Your instructions: Exactly as written, output each of the entries below.

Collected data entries
/---

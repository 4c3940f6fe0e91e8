use async_trait::async_trait;
use common::ids::UserId;
use txn_core::contracts::repository::{UserRepository, UserUpdate};
use txn_core::entities::User;
use txn_core::error::CoreError;

use super::models::UserModel;
use crate::infrastructure::uow::SharedTx;

pub struct PostgresUserRepository {
    tx: SharedTx,
}

impl PostgresUserRepository {
    pub fn new(tx: SharedTx) -> Self {
        Self { tx }
    }
}

#[async_trait]
impl UserRepository for PostgresUserRepository {
    async fn get(&self, id: UserId) -> Result<Option<User>, CoreError> {
        let mut guard = self.tx.lock().await;
        let model = sqlx::query_as::<_, UserModel>(
            "SELECT id, username, email, names, stripe_connect_account_id FROM users WHERE id = $1",
        )
        .bind(id)
        .fetch_optional(&mut **guard)
        .await
        .map_err(|e| CoreError::Transient(e.to_string()))?;

        Ok(model.map(User::from))
    }

    async fn update(&self, id: UserId, update: UserUpdate) -> Result<User, CoreError> {
        let mut guard = self.tx.lock().await;
        let model = sqlx::query_as::<_, UserModel>(
            r#"
            UPDATE users
            SET stripe_connect_account_id = CASE WHEN $2 THEN $3 ELSE stripe_connect_account_id END
            WHERE id = $1
            RETURNING id, username, email, names, stripe_connect_account_id
            "#,
        )
        .bind(id)
        .bind(update.stripe_connect_account_id.is_some())
        .bind(update.stripe_connect_account_id.flatten())
        .fetch_optional(&mut **guard)
        .await
        .map_err(|e| CoreError::Transient(e.to_string()))?
        .ok_or_else(|| CoreError::NotFound(format!("user {id}")))?;

        Ok(model.into())
    }
}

\---

Finished task:
repository 4c3940f6fe0e91e8
use async_trait::async_trait;
use common::ids::UserId;
use txn_core::contracts::repository::{UserRepository, UserUpdate};
use txn_core::entities::User;
use txn_core::error::CoreError;

use super::models::UserModel;
use crate::infrastructure::uow::SharedTx;

pub struct PostgresUserRepository {
    tx: SharedTx,
}

impl PostgresUserRepository {
    pub fn new(tx: SharedTx) -> Self {
        Self { tx }
    }
}

#[async_trait]
impl UserRepository for PostgresUserRepository {
    async fn get(&self, id: UserId) -> Result<Option<User>, CoreError> {
        let mut guard = self.tx.lock().await;
        let model = sqlx::query_as::<_, UserModel>(
            "SELECT id, username, email, names, stripe_connect_account_id FROM users WHERE id = $1",
        )
        .bind(id)
        .fetch_optional(&mut **guard)
        .await
        .map_err(|e| CoreError::Transient(e.to_string()))?;

        Ok(model.map(User::from))
    }

    async fn update(&self, id: UserId, update: UserUpdate) -> Result<User, CoreError> {
        let mut guard = self.tx.lock().await;
        let model = sqlx::query_as::<_, UserModel>(
            r#"
            UPDATE users
            SET stripe_connect_account_id = CASE WHEN $2 THEN $3 ELSE stripe_connect_account_id END
            WHERE id = $1
            RETURNING id, username, email, names, stripe_connect_account_id
            "#,
        )
        .bind(id)
        .bind(update.stripe_connect_account_id.is_some())
        .bind(update.stripe_connect_account_id.flatten())
        .fetch_optional(&mut **guard)
        .await
        .map_err(|e| CoreError::Transient(e.to_string()))?
        .ok_or_else(|| CoreError::NotFound(format!("user {id}")))?;

        Ok(model.into())
    }
}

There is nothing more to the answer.